Copy nothing from the entries below except the lines from the one containing "self.game.population(self.team) < self.game.max_pop()" through the one containing "citizens in id order.", and copy those exactly.

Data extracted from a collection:
┄┄┄┄┄┄┄┄┄┄

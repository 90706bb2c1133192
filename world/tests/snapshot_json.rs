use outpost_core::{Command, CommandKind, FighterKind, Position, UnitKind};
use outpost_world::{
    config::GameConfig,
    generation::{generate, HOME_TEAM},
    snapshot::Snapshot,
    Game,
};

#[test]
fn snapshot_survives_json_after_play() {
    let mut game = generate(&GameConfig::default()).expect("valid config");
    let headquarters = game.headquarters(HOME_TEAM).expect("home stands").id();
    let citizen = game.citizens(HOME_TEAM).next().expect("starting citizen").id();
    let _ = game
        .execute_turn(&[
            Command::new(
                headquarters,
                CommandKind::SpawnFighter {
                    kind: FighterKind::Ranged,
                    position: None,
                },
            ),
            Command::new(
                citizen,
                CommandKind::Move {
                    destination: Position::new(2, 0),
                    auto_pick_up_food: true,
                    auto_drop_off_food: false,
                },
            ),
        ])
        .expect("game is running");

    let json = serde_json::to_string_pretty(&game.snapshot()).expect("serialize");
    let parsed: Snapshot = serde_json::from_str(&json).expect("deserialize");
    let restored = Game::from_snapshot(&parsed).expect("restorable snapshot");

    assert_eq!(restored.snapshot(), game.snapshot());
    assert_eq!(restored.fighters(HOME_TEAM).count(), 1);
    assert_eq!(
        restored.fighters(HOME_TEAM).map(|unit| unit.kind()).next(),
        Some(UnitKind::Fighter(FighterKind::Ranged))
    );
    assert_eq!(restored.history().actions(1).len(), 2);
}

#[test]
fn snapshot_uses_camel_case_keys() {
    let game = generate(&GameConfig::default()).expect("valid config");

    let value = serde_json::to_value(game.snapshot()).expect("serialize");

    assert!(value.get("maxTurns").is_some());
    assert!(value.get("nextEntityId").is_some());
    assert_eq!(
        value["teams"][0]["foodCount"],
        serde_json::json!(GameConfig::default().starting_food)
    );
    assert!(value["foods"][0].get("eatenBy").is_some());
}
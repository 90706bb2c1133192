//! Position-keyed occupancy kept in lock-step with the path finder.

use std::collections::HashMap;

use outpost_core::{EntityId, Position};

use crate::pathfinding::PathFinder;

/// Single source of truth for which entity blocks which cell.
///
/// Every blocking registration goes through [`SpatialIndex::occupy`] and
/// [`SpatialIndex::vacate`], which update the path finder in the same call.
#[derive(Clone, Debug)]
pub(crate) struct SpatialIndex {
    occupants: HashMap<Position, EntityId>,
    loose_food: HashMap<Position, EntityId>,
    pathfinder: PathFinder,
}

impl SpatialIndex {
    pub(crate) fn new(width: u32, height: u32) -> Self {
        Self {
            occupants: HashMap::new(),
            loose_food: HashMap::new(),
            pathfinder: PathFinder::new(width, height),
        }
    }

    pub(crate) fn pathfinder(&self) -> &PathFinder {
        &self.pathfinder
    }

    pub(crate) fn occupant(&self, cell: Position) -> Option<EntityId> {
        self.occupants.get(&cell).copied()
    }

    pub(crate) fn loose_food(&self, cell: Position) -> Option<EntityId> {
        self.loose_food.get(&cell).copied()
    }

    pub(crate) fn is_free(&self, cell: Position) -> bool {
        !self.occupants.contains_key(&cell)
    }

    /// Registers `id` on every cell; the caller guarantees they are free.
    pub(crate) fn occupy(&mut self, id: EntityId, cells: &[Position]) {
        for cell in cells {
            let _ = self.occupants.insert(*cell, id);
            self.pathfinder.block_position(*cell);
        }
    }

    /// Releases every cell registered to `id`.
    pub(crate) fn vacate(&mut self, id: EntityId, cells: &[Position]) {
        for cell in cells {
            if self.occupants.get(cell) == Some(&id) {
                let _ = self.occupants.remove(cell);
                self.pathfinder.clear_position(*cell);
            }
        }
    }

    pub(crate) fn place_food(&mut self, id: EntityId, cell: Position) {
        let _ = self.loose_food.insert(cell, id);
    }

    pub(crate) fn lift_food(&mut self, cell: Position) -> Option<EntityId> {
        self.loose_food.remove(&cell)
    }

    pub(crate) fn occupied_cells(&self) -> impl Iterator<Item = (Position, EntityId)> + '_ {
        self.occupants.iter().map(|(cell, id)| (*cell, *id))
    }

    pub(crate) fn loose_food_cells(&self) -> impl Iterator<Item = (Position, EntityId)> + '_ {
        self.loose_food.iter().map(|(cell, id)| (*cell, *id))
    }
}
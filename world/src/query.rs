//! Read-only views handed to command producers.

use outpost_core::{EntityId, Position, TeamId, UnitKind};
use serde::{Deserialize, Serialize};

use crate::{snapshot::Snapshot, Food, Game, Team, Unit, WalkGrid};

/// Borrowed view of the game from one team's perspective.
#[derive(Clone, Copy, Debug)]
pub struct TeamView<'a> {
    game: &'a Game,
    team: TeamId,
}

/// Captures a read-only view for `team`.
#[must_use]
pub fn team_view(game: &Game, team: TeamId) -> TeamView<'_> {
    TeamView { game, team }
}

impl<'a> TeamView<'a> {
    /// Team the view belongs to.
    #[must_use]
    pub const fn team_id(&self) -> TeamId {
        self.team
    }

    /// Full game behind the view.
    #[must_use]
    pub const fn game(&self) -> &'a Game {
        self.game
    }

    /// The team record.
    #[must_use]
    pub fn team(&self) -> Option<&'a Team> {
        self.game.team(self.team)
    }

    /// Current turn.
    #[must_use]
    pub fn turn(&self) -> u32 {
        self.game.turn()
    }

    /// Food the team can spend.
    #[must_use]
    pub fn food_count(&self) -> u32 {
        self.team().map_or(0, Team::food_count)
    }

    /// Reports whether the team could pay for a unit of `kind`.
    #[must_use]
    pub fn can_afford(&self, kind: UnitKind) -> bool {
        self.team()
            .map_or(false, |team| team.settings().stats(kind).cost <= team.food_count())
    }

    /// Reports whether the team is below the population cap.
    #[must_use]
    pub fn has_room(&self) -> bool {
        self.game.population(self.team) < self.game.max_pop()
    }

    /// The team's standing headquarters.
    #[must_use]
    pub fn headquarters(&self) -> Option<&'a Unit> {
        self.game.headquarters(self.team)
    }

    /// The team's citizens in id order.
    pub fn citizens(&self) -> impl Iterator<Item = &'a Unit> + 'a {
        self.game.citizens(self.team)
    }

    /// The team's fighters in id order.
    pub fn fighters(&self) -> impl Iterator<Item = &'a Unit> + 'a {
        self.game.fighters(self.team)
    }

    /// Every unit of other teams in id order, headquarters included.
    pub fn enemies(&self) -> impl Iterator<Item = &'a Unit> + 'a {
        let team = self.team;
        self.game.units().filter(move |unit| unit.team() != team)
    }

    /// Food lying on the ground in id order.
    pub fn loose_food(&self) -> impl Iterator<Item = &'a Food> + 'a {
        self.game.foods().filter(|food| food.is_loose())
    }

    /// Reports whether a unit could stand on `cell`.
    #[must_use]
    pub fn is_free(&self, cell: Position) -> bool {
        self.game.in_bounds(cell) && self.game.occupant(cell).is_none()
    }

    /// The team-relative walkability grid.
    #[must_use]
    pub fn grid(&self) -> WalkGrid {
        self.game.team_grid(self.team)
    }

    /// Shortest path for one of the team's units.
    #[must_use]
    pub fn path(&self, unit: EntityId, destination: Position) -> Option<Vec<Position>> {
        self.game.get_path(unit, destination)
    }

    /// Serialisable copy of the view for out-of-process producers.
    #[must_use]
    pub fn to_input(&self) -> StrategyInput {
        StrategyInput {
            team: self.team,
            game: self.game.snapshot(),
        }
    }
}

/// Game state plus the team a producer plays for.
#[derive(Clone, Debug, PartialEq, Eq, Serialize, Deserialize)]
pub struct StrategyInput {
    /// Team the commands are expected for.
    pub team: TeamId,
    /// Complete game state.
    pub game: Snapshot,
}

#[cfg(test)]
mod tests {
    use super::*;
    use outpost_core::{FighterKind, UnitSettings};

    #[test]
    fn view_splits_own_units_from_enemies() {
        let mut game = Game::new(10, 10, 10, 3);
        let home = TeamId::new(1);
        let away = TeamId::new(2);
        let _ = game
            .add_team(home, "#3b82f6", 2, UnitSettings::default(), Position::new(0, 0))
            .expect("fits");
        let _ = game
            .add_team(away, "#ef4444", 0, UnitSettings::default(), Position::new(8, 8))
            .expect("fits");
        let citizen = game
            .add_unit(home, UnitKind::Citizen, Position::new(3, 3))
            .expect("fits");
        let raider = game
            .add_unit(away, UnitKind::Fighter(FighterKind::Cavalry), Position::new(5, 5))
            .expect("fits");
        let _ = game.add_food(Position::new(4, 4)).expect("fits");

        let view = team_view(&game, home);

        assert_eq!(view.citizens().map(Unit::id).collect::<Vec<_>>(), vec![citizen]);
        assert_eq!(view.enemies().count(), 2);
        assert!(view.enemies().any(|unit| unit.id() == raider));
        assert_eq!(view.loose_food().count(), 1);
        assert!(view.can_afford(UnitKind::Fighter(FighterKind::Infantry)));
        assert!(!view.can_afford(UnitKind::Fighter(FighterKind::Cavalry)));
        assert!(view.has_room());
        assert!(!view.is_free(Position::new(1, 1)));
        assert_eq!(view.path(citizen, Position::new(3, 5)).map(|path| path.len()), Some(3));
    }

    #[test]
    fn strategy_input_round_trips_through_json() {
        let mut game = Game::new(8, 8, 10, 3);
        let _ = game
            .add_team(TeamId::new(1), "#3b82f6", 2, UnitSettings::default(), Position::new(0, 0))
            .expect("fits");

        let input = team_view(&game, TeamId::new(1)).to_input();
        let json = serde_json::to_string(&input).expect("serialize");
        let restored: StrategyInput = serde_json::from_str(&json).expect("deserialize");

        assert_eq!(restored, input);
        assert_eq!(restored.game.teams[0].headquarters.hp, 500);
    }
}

┄┄┄┄┄┄┄┄┄┄

# EXPECTED ANSWER
        self.game.population(self.team) < self.game.max_pop()
    }

    /// The team's standing headquarters.
    #[must_use]
    pub fn headquarters(&self) -> Option<&'a Unit> {
        self.game.headquarters(self.team)
    }

    /// The team's citizens in id order.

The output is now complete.